=== ACTION ITEM ===
Below are some records. How many of their lines contain the string "return"? Answer with the number alone.

=== EXTRACTED MATERIAL ===
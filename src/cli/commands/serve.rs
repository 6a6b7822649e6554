use anyhow::Result;
use tokio::net::TcpListener;
use tracing::{debug, error, info};

use crate::config::{get_processing_interval, initialize_app_state_with_url};
use crate::jobs::spawn_subscription_processor;
use crate::router::create_router;

pub async fn serve(database_url: &str, bind_address: &str) -> Result<()> {
    info!("Finbook application starting up");
    debug!("Database URL: {}", database_url);
    debug!("Bind address: {}", bind_address);

    let state = match initialize_app_state_with_url(database_url).await {
        Ok(state) => state,
        Err(e) => {
            error!("Failed to initialize application state: {}", e);
            return Err(e);
        }
    };

    // Background timer materializing due subscriptions into transactions.
    let _processor = spawn_subscription_processor(state.clone(), get_processing_interval());

    let app = create_router(state);

    info!("Starting server on {}", bind_address);
    let listener = match TcpListener::bind(&bind_address).await {
        Ok(listener) => listener,
        Err(e) => {
            error!("Failed to bind to address {}: {}", bind_address, e);
            return Err(e.into());
        }
    };

    info!("Finbook API server running on http://{}", bind_address);
    info!("Swagger UI available at http://{}/swagger-ui", bind_address);

    if let Err(e) = axum::serve(listener, app).await {
        error!("Server error: {}", e);
        return Err(e.into());
    }

    info!("Server shutdown gracefully");
    Ok(())
}
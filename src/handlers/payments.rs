use axum::{
    extract::{Path, State},
    http::StatusCode,
    response::Json,
    Extension,
};
use chrono::{NaiveDateTime, Utc};
use model::entities::{
    debtor, payment,
    prelude::{Debt, Debtor, Payment},
};
use rust_decimal::Decimal;
use sea_orm::{
    ColumnTrait, EntityTrait, ModelTrait, QueryFilter, QueryOrder, TransactionTrait,
};
use serde::{Deserialize, Serialize};
use tracing::{info, instrument};
use utoipa::ToSchema;

use crate::auth::AuthUser;
use crate::error::{ApiError, ApiResult};
use crate::handlers::debts::{find_owned_debt, DebtResponse};
use crate::schemas::{ApiResponse, AppState};

/// Request body for recording a payment against a debt
#[derive(Debug, Deserialize, Serialize, ToSchema)]
pub struct CreatePaymentRequest {
    pub amount: Decimal,
    /// Defaults to now when omitted
    pub payment_date: Option<NaiveDateTime>,
    pub notes: Option<String>,
}

/// Payment response model
#[derive(Debug, Serialize, Deserialize, ToSchema)]
pub struct PaymentResponse {
    pub id: i32,
    pub debt_id: i32,
    pub amount: Decimal,
    pub payment_date: NaiveDateTime,
    pub notes: Option<String>,
}

impl From<payment::Model> for PaymentResponse {
    fn from(model: payment::Model) -> Self {
        Self {
            id: model.id,
            debt_id: model.debt_id,
            amount: model.amount,
            payment_date: model.payment_date,
            notes: model.notes,
        }
    }
}

/// Response for a recorded payment: the payment plus the debt it changed
#[derive(Debug, Serialize, Deserialize, ToSchema)]
pub struct PaymentCreatedResponse {
    pub payment: PaymentResponse,
    pub debt: DebtResponse,
}

/// Record a payment against a debt
///
/// The payment insert, the reconciliation and — when the payment settles the
/// debt — the auto-generated income transaction run in one store
/// transaction, so the settlement can never be half-applied.
#[utoipa::path(
    post,
    path = "/api/v1/debts/{debt_id}/payments",
    tag = "payments",
    params(
        ("debt_id" = i32, Path, description = "Debt ID"),
    ),
    request_body = CreatePaymentRequest,
    responses(
        (status = 201, description = "Payment recorded successfully", body = ApiResponse<PaymentCreatedResponse>),
        (status = 400, description = "Invalid request", body = crate::schemas::ErrorResponse),
        (status = 404, description = "Debt not found", body = crate::schemas::ErrorResponse)
    )
)]
#[instrument(skip(state))]
pub async fn create_payment(
    Path(debt_id): Path<i32>,
    State(state): State<AppState>,
    Extension(auth): Extension<AuthUser>,
    Json(request): Json<CreatePaymentRequest>,
) -> ApiResult<(StatusCode, Json<ApiResponse<PaymentCreatedResponse>>)> {
    let (debt, debtor) = find_owned_debt(&state.db, auth.id, debt_id).await?;

    let now = Utc::now();
    let txn = state.db.begin().await?;
    let outcome = compute::debt::record_payment(
        &txn,
        &debt,
        &debtor,
        request.amount,
        request.payment_date.unwrap_or_else(|| now.naive_utc()),
        request.notes,
        now.date_naive(),
    )
    .await?;
    txn.commit().await?;

    info!(
        payment_id = outcome.payment.id,
        debt_id,
        settled = outcome.collected.is_some(),
        "payment recorded"
    );

    let payments = outcome.debt.find_related(Payment).all(&state.db).await?;
    let response = ApiResponse {
        data: PaymentCreatedResponse {
            payment: PaymentResponse::from(outcome.payment),
            debt: DebtResponse::reconciled(outcome.debt, &payments),
        },
        message: "Payment recorded successfully".to_string(),
        success: true,
    };
    Ok((StatusCode::CREATED, Json(response)))
}

/// Get all payments of a debt, newest first
#[utoipa::path(
    get,
    path = "/api/v1/debts/{debt_id}/payments",
    tag = "payments",
    params(
        ("debt_id" = i32, Path, description = "Debt ID"),
    ),
    responses(
        (status = 200, description = "Payments retrieved successfully", body = ApiResponse<Vec<PaymentResponse>>),
        (status = 404, description = "Debt not found", body = crate::schemas::ErrorResponse)
    )
)]
#[instrument(skip(state))]
pub async fn get_debt_payments(
    Path(debt_id): Path<i32>,
    State(state): State<AppState>,
    Extension(auth): Extension<AuthUser>,
) -> ApiResult<Json<ApiResponse<Vec<PaymentResponse>>>> {
    let (debt, _debtor) = find_owned_debt(&state.db, auth.id, debt_id).await?;

    let payments = Payment::find()
        .filter(payment::Column::DebtId.eq(debt.id))
        .order_by_desc(payment::Column::PaymentDate)
        .all(&state.db)
        .await?;

    let response = ApiResponse {
        data: payments.into_iter().map(PaymentResponse::from).collect(),
        message: "Payments retrieved successfully".to_string(),
        success: true,
    };
    Ok(Json(response))
}

/// Delete a payment
///
/// The reported figures change, but a settled debt stays settled — the PAID
/// latch is one-way.
#[utoipa::path(
    delete,
    path = "/api/v1/payments/{payment_id}",
    tag = "payments",
    params(
        ("payment_id" = i32, Path, description = "Payment ID"),
    ),
    responses(
        (status = 200, description = "Payment deleted successfully", body = ApiResponse<DebtResponse>),
        (status = 404, description = "Payment not found", body = crate::schemas::ErrorResponse)
    )
)]
#[instrument(skip(state))]
pub async fn delete_payment(
    Path(payment_id): Path<i32>,
    State(state): State<AppState>,
    Extension(auth): Extension<AuthUser>,
) -> ApiResult<Json<ApiResponse<DebtResponse>>> {
    let payment = Payment::find_by_id(payment_id)
        .one(&state.db)
        .await?
        .ok_or_else(|| ApiError::not_found("Payment"))?;
    let debt = Debt::find_by_id(payment.debt_id)
        .one(&state.db)
        .await?
        .ok_or_else(|| ApiError::not_found("Payment"))?;
    Debtor::find_by_id(debt.debtor_id)
        .filter(debtor::Column::OwnerId.eq(auth.id))
        .one(&state.db)
        .await?
        .ok_or_else(|| ApiError::not_found("Payment"))?;

    payment.delete(&state.db).await?;
    info!(payment_id, debt_id = debt.id, "payment deleted");

    let payments = debt.find_related(Payment).all(&state.db).await?;
    let response = ApiResponse {
        data: DebtResponse::reconciled(debt, &payments),
        message: "Payment deleted successfully".to_string(),
        success: true,
    };
    Ok(Json(response))
}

=== OUTPUT OF THE TASK ===
3